Go over the data and work out how many lines include the word "RepositoryError". Give that number only.

(Provided data)

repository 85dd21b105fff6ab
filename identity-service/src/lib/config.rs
use std::env;

use config::builder::ConfigBuilder;
use config::builder::DefaultState;
use config::ConfigError;
use config::Environment;
use config::File;
use serde::Deserialize;

/// Flat environment variables that override the `jwt` section.
const TOKEN_OVERRIDES: [(&str, &str); 4] = [
    ("jwt.access_secret", "ACCESS_TOKEN_SECRET"),
    ("jwt.refresh_secret", "REFRESH_TOKEN_SECRET"),
    ("jwt.access_ttl_minutes", "ACCESS_TOKEN_TTL_MINUTES"),
    ("jwt.refresh_ttl_hours", "REFRESH_TOKEN_TTL_HOURS"),
];

#[derive(Debug, Deserialize, Clone)]
pub struct Config {
    pub database: DatabaseConfig,
    pub server: ServerConfig,
    #[serde(default)]
    pub jwt: JwtConfig,
}

#[derive(Debug, Deserialize, Clone)]
pub struct DatabaseConfig {
    pub url: String,
}

#[derive(Debug, Deserialize, Clone)]
pub struct ServerConfig {
    pub http_port: u16,
}

/// Token settings. Absent values stay absent and surface as token errors.
#[derive(Deserialize, Clone, Default)]
pub struct JwtConfig {
    pub access_secret: Option<String>,
    pub refresh_secret: Option<String>,
    pub access_ttl_minutes: Option<i64>,
    pub refresh_ttl_hours: Option<i64>,
}

impl std::fmt::Debug for JwtConfig {
    fn fmt(&self, f: &mut std::fmt::Formatter<'_>) -> std::fmt::Result {
        f.debug_struct("JwtConfig")
            .field("access_secret", &self.access_secret.as_ref().map(|_| "<redacted>"))
            .field("refresh_secret", &self.refresh_secret.as_ref().map(|_| "<redacted>"))
            .field("access_ttl_minutes", &self.access_ttl_minutes)
            .field("refresh_ttl_hours", &self.refresh_ttl_hours)
            .finish()
    }
}

impl From<&JwtConfig> for auth::TokenConfig {
    fn from(config: &JwtConfig) -> Self {
        Self {
            access_secret: config.access_secret.clone(),
            refresh_secret: config.refresh_secret.clone(),
            access_ttl_minutes: config.access_ttl_minutes,
            refresh_ttl_hours: config.refresh_ttl_hours,
        }
    }
}

impl Config {
    /// Load configuration from files with environment variable overrides
    ///
    /// Priority (highest to lowest):
    /// 1. Token variables (ACCESS_TOKEN_SECRET, REFRESH_TOKEN_TTL_HOURS, etc.)
    /// 2. Environment variables (DATABASE__URL, SERVER__HTTP_PORT, etc.)
    /// 3. Environment-specific config file (config/{environment}.toml)
    /// 4. Default config file (config/default.toml)
    pub fn load() -> Result<Self, ConfigError> {
        // Development values are opt-in, so an unset RUN_MODE never picks them up
        let run_mode = env::var("RUN_MODE").unwrap_or_else(|_| "production".to_string());

        let builder = config::Config::builder()
            // Start with default configuration
            .add_source(File::with_name("config/default").required(false))
            // Layer on environment-specific configuration
            .add_source(File::with_name(&format!("config/{}", run_mode)).required(false))
            // Example: DATABASE__URL=postgres://... overrides database.url
            .add_source(Environment::with_prefix("").separator("__"));

        with_token_overrides(builder, |name| env::var(name).ok())?
            .build()?
            .try_deserialize()
    }
}

fn with_token_overrides(
    mut builder: ConfigBuilder<DefaultState>,
    lookup: impl Fn(&str) -> Option<String>,
) -> Result<ConfigBuilder<DefaultState>, ConfigError> {
    for (key, variable) in TOKEN_OVERRIDES {
        builder = builder.set_override_option(key, lookup(variable))?;
    }
    Ok(builder)
}
//! Authentication utilities library
//!
//! Provides the credential and token primitives used by the identity service:
//! - Password verification (bcrypt)
//! - Access/refresh token issuance and verification (HS256, one secret per class)
//! - Authentication coordination
//!
//! Nothing here performs I/O or holds state between calls.
//!
//! # Examples
//!
//! ## Password Hashing
//! ```
//! use auth::PasswordHasher;
//!
//! let hasher = PasswordHasher::with_cost(4);
//! let hash = hasher.hash("my_password").unwrap();
//! assert!(hasher.verify("my_password", &hash));
//! assert!(!hasher.verify("other", &hash));
//! ```
//!
//! ## Tokens
//! ```
//! use auth::{TokenClass, TokenConfig, TokenIssuer, TokenVerifier};
//!
//! let config = TokenConfig::new("access-secret", "refresh-secret", 15, 24);
//! let issuer = TokenIssuer::new(config.clone());
//! let verifier = TokenVerifier::new(config);
//!
//! let issued = issuer.issue(42, TokenClass::Access).unwrap();
//! let claims = verifier.verify(&issued.token, TokenClass::Access).unwrap();
//! assert_eq!(claims.id, 42);
//!
//! // A token never verifies as the other class
//! assert!(verifier.verify(&issued.token, TokenClass::Refresh).is_err());
//! ```
//!
//! ## Complete Authentication Flow
//! ```
//! use auth::{Authenticator, PasswordHasher, TokenClass, TokenConfig};
//!
//! let auth = Authenticator::new(TokenConfig::new("access-secret", "refresh-secret", 15, 24));
//! let hash = PasswordHasher::with_cost(4).hash("password123").unwrap();
//!
//! // Login: verify and issue both tokens
//! let pair = auth.authenticate("password123", &hash, 42).unwrap();
//!
//! // Refresh: verify the refresh token, mint a new access token
//! let claims = auth.verify(&pair.refresh.token, TokenClass::Refresh).unwrap();
//! let access = auth.issue(claims.id, TokenClass::Access).unwrap();
//! ```

pub mod authenticator;
pub mod jwt;
pub mod password;

// Re-export commonly used items
pub use authenticator::AuthenticationError;
pub use authenticator::Authenticator;
pub use jwt::IssuedToken;
pub use jwt::JwtError;
pub use jwt::TokenClaims;
pub use jwt::TokenClass;
pub use jwt::TokenConfig;
pub use jwt::TokenIssuer;
pub use jwt::TokenPair;
pub use jwt::TokenVerifier;
pub use password::PasswordError;
pub use password::PasswordHasher;
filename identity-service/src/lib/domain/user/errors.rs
use thiserror::Error;

use crate::domain::errors::AppError;
use crate::domain::errors::ErrorKind;

/// Error for UserId construction failures
#[derive(Debug, Clone, Error, PartialEq, Eq)]
pub enum UserIdError {
    #[error("User id must be positive, got {0}")]
    NotPositive(i64),

    #[error("User id out of range: {0}")]
    OutOfRange(u64),
}

impl From<UserIdError> for AppError {
    fn from(err: UserIdError) -> Self {
        AppError::new(err, ErrorKind::ValidationError)
    }
}
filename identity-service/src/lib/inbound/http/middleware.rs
use axum::extract::Request;
use axum::extract::State;
use axum::http::{self};
use axum::middleware::Next;
use axum::response::Response;

use super::handlers::ApiError;
use crate::domain::user::models::UserId;
use crate::inbound::http::router::AppState;

/// Extension type to store authenticated user ID in request extensions
#[derive(Debug, Clone)]
pub struct AuthenticatedUser {
    pub user_id: UserId,
}

/// Middleware that requires a valid access token and adds the user to request extensions
pub async fn require_access_token(
    State(state): State<AppState>,
    mut req: Request,
    next: Next,
) -> Result<Response, ApiError> {
    let token = extract_token_from_header(&req)?.to_string();

    let user_id = state.auth_service.authenticate_access_token(&token).await?;

    req.extensions_mut().insert(AuthenticatedUser { user_id });

    Ok(next.run(req).await)
}

fn extract_token_from_header(req: &Request) -> Result<&str, ApiError> {
    let auth_header = req
        .headers()
        .get(http::header::AUTHORIZATION)
        .ok_or_else(|| {
            tracing::debug!("Missing Authorization header");
            ApiError::not_authenticated()
        })?;

    let auth_str = auth_header.to_str().map_err(|_| {
        tracing::debug!("Authorization header is not valid ASCII");
        ApiError::not_authenticated()
    })?;

    match auth_str.strip_prefix("Bearer ") {
        Some(token) if !token.trim().is_empty() => Ok(token.trim()),
        _ => {
            tracing::debug!("Authorization header is not a bearer token");
            Err(ApiError::not_authenticated())
        }
    }
}
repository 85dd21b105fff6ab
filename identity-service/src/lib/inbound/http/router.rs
use std::sync::Arc;
use std::time::Duration;

use axum::body::Body;
use axum::http::Request;
use axum::http::Response;
use axum::middleware;
use axum::routing::get;
use axum::routing::post;
use axum::Router;
use tower_http::cors::CorsLayer;
use tower_http::trace::TraceLayer;
use tracing::Span;

use super::handlers::access_token::refresh_access_token;
use super::handlers::current_user::current_user;
use super::handlers::login::login;
use super::middleware::require_access_token;
use crate::domain::authentication::ports::AuthServicePort;

#[derive(Clone)]
pub struct AppState {
    pub auth_service: Arc<dyn AuthServicePort>,
}

pub fn create_router(auth_service: Arc<dyn AuthServicePort>) -> Router {
    let state = AppState { auth_service };

    let public_routes = Router::new()
        .route("/v1/auth/login", post(login))
        .route("/v1/auth/access-token", post(refresh_access_token));

    let protected_routes = Router::new()
        .route("/v1/auth/me", get(current_user))
        .route_layer(middleware::from_fn_with_state(
            state.clone(),
            require_access_token,
        ));

    // Headers are left out of the span: they carry bearer tokens
    let trace_layer = TraceLayer::new_for_http()
        .make_span_with(|request: &Request<Body>| {
            tracing::info_span!(
                "http_request",
                method = %request.method(),
                uri = %request.uri(),
                version = ?request.version(),
            )
        })
        .on_request(|request: &Request<Body>, _span: &Span| {
            tracing::info!(
                method = %request.method(),
                uri = %request.uri(),
                "Request started"
            );
        })
        .on_response(
            |response: &Response<Body>, latency: Duration, _span: &Span| {
                tracing::info!(
                    status = response.status().as_u16(),
                    latency_ms = latency.as_millis(),
                    "Request completed"
                );
            },
        );

    Router::new()
        .merge(public_routes)
        .merge(protected_routes)
        .layer(trace_layer)
        .layer(CorsLayer::permissive())
        .with_state(state)
}
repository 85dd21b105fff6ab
pub mod http;
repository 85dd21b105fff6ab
use std::fmt;
use std::str::FromStr;

use chrono::DateTime;
use chrono::Duration;
use chrono::Utc;
use serde::Deserialize;
use serde::Serialize;

use super::errors::JwtError;

/// Class of a signed token.
///
/// Each class has its own signing secret and lifetime; a token carries
/// exactly one class.
#[derive(Debug, Clone, Copy, PartialEq, Eq, Hash, Serialize, Deserialize)]
#[serde(rename_all = "lowercase")]
pub enum TokenClass {
    /// Short-lived, authorizes API requests. Lifetime configured in minutes.
    Access,
    /// Long-lived, only mints new access tokens. Lifetime configured in hours.
    Refresh,
}

impl TokenClass {
    pub fn as_str(&self) -> &'static str {
        match self {
            TokenClass::Access => "access",
            TokenClass::Refresh => "refresh",
        }
    }

    /// Convert a configured lifetime amount into a duration using this
    /// class's unit. `None` if the amount does not fit a duration.
    pub fn ttl_from(&self, amount: i64) -> Option<Duration> {
        match self {
            TokenClass::Access => Duration::try_minutes(amount),
            TokenClass::Refresh => Duration::try_hours(amount),
        }
    }
}

impl fmt::Display for TokenClass {
    fn fmt(&self, f: &mut fmt::Formatter<'_>) -> fmt::Result {
        f.write_str(self.as_str())
    }
}

impl FromStr for TokenClass {
    type Err = JwtError;

    fn from_str(s: &str) -> Result<Self, Self::Err> {
        match s {
            "access" => Ok(TokenClass::Access),
            "refresh" => Ok(TokenClass::Refresh),
            other => Err(JwtError::UnknownTokenClass(other.to_string())),
        }
    }
}

/// Payload of a signed token.
#[derive(Debug, Clone, Serialize, Deserialize, PartialEq, Eq)]
pub struct TokenClaims {
    /// Subject (principal identifier)
    pub id: u64,

    /// Token class
    #[serde(rename = "type")]
    pub class: TokenClass,

    /// Expiration time (Unix timestamp, seconds)
    pub exp: i64,
}

impl TokenClaims {
    pub fn new(id: u64, class: TokenClass, expires_at: DateTime<Utc>) -> Self {
        Self {
            id,
            class,
            exp: expires_at.timestamp(),
        }
    }

    /// Expiration as a timestamp.
    pub fn expires_at(&self) -> Option<DateTime<Utc>> {
        DateTime::from_timestamp(self.exp, 0)
    }

    /// Check if the token is expired. A token expiring exactly now is expired.
    pub fn is_expired(&self, current_timestamp: i64) -> bool {
        self.exp <= current_timestamp
    }
}

/// A freshly signed token together with the metadata callers need.
#[derive(Debug, Clone, PartialEq, Eq)]
pub struct IssuedToken {
    pub token: String,
    pub class: TokenClass,
    pub expires_at: DateTime<Utc>,
}

/// Access and refresh token issued together at login.
#[derive(Debug, Clone, PartialEq, Eq)]
pub struct TokenPair {
    pub access: IssuedToken,
    pub refresh: IssuedToken,
}
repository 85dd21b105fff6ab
use std::fmt;

use chrono::Duration;

use super::claims::TokenClass;
use super::errors::JwtError;

/// Secrets and lifetimes for both token classes.
///
/// Every value is optional so that absent configuration is representable;
/// lookups fail instead of falling back to a default.
#[derive(Clone, Default, PartialEq, Eq)]
pub struct TokenConfig {
    pub access_secret: Option<String>,
    pub refresh_secret: Option<String>,
    pub access_ttl_minutes: Option<i64>,
    pub refresh_ttl_hours: Option<i64>,
}

impl TokenConfig {
    pub fn new(
        access_secret: impl Into<String>,
        refresh_secret: impl Into<String>,
        access_ttl_minutes: i64,
        refresh_ttl_hours: i64,
    ) -> Self {
        Self {
            access_secret: Some(access_secret.into()),
            refresh_secret: Some(refresh_secret.into()),
            access_ttl_minutes: Some(access_ttl_minutes),
            refresh_ttl_hours: Some(refresh_ttl_hours),
        }
    }

    /// Fixed configuration for tests. Never use outside of tests.
    pub fn for_tests() -> Self {
        Self::new("test_access_secret", "test_refresh_secret", 60, 24)
    }

    /// Signing secret for a token class.
    ///
    /// # Errors
    /// * `MissingSecret` - Secret is absent or empty
    /// * `SharedSecret` - Both classes are configured with the same secret
    pub fn secret(&self, class: TokenClass) -> Result<&[u8], JwtError> {
        let secret = match class {
            TokenClass::Access => self.access_secret.as_deref(),
            TokenClass::Refresh => self.refresh_secret.as_deref(),
        }
        .filter(|s| !s.is_empty())
        .ok_or(JwtError::MissingSecret(class))?;

        if self.access_secret == self.refresh_secret {
            return Err(JwtError::SharedSecret);
        }

        Ok(secret.as_bytes())
    }

    /// Lifetime for a token class, in the class's unit.
    ///
    /// # Errors
    /// * `MissingTtl` - Lifetime is absent
    /// * `InvalidTtl` - Lifetime is zero or negative
    pub fn ttl(&self, class: TokenClass) -> Result<Duration, JwtError> {
        let amount = match class {
            TokenClass::Access => self.access_ttl_minutes,
            TokenClass::Refresh => self.refresh_ttl_hours,
        }
        .ok_or(JwtError::MissingTtl(class))?;

        class
            .ttl_from(amount)
            .filter(|ttl| *ttl > Duration::zero())
            .ok_or(JwtError::InvalidTtl {
                class,
                value: amount,
            })
    }

    /// Check that both classes can issue and verify tokens.
    pub fn validate(&self) -> Result<(), JwtError> {
        for class in [TokenClass::Access, TokenClass::Refresh] {
            self.secret(class)?;
            self.ttl(class)?;
        }
        Ok(())
    }
}

impl fmt::Debug for TokenConfig {
    fn fmt(&self, f: &mut fmt::Formatter<'_>) -> fmt::Result {
        let redact = |secret: &Option<String>| secret.as_ref().map(|_| "<redacted>");

        f.debug_struct("TokenConfig")
            .field("access_secret", &redact(&self.access_secret))
            .field("refresh_secret", &redact(&self.refresh_secret))
            .field("access_ttl_minutes", &self.access_ttl_minutes)
            .field("refresh_ttl_hours", &self.refresh_ttl_hours)
            .finish()
    }
}
use std::error::Error as StdError;
use std::fmt;

/// Closed set of failure kinds.
///
/// Only the HTTP boundary inspects the kind, to pick a status code.
#[derive(Debug, Clone, Copy, PartialEq, Eq, Hash)]
pub enum ErrorKind {
    NotFound,
    ValidationError,
    ResourceAlreadyExists,
    RepositoryError,
    NotAuthenticated,
    NotAuthorized,
    TokenGeneratorError,
    UnknownError,
}

impl ErrorKind {
    pub const ALL: [ErrorKind; 8] = [
        ErrorKind::NotFound,
        ErrorKind::ValidationError,
        ErrorKind::ResourceAlreadyExists,
        ErrorKind::RepositoryError,
        ErrorKind::NotAuthenticated,
        ErrorKind::NotAuthorized,
        ErrorKind::TokenGeneratorError,
        ErrorKind::UnknownError,
    ];

    /// Kind name as used in logs.
    pub fn as_str(&self) -> &'static str {
        match self {
            ErrorKind::NotFound => "NotFound",
            ErrorKind::ValidationError => "ValidationError",
            ErrorKind::ResourceAlreadyExists => "ResourceAlreadyExists",
            ErrorKind::RepositoryError => "RepositoryError",
            ErrorKind::NotAuthenticated => "NotAuthenticated",
            ErrorKind::NotAuthorized => "NotAuthorized",
            ErrorKind::TokenGeneratorError => "TokenGeneratorError",
            ErrorKind::UnknownError => "UnknownError",
        }
    }

    /// Canonical message used when no underlying error is supplied.
    pub fn default_message(&self) -> &'static str {
        match self {
            ErrorKind::NotFound => "record not found",
            ErrorKind::ValidationError => "validation error",
            ErrorKind::ResourceAlreadyExists => "resource already exists",
            ErrorKind::RepositoryError => "error in repository operation",
            ErrorKind::NotAuthenticated => "not Authenticated",
            ErrorKind::NotAuthorized => "not authorized",
            ErrorKind::TokenGeneratorError => "error in token generation",
            ErrorKind::UnknownError => "something went wrong",
        }
    }
}

impl fmt::Display for ErrorKind {
    fn fmt(&self, f: &mut fmt::Formatter<'_>) -> fmt::Result {
        f.write_str(self.as_str())
    }
}

/// Parse a kind by name. Unlisted names fall back to `UnknownError`.
impl From<&str> for ErrorKind {
    fn from(name: &str) -> Self {
        ErrorKind::ALL
            .into_iter()
            .find(|kind| kind.as_str() == name)
            .unwrap_or(ErrorKind::UnknownError)
    }
}

/// Application error: an underlying error tagged with its kind.
///
/// Created where the failure is detected and propagated unchanged.
pub struct AppError {
    kind: ErrorKind,
    error: Box<dyn StdError + Send + Sync>,
}

impl AppError {
    /// Wrap an underlying error (or message) with a kind.
    pub fn new(error: impl Into<Box<dyn StdError + Send + Sync>>, kind: ErrorKind) -> Self {
        Self {
            kind,
            error: error.into(),
        }
    }

    /// Error of the given kind carrying its canonical message.
    pub fn from_kind(kind: ErrorKind) -> Self {
        Self::new(kind.default_message(), kind)
    }

    pub fn kind(&self) -> ErrorKind {
        self.kind
    }
}

impl From<ErrorKind> for AppError {
    fn from(kind: ErrorKind) -> Self {
        Self::from_kind(kind)
    }
}

impl fmt::Debug for AppError {
    fn fmt(&self, f: &mut fmt::Formatter<'_>) -> fmt::Result {
        f.debug_struct("AppError")
            .field("kind", &self.kind)
            .field("error", &self.error)
            .finish()
    }
}

impl fmt::Display for AppError {
    fn fmt(&self, f: &mut fmt::Formatter<'_>) -> fmt::Result {
        fmt::Display::fmt(&self.error, f)
    }
}

impl StdError for AppError {
    fn source(&self) -> Option<&(dyn StdError + 'static)> {
        self.error.source()
    }
}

(End Provided data)

Written solution -
4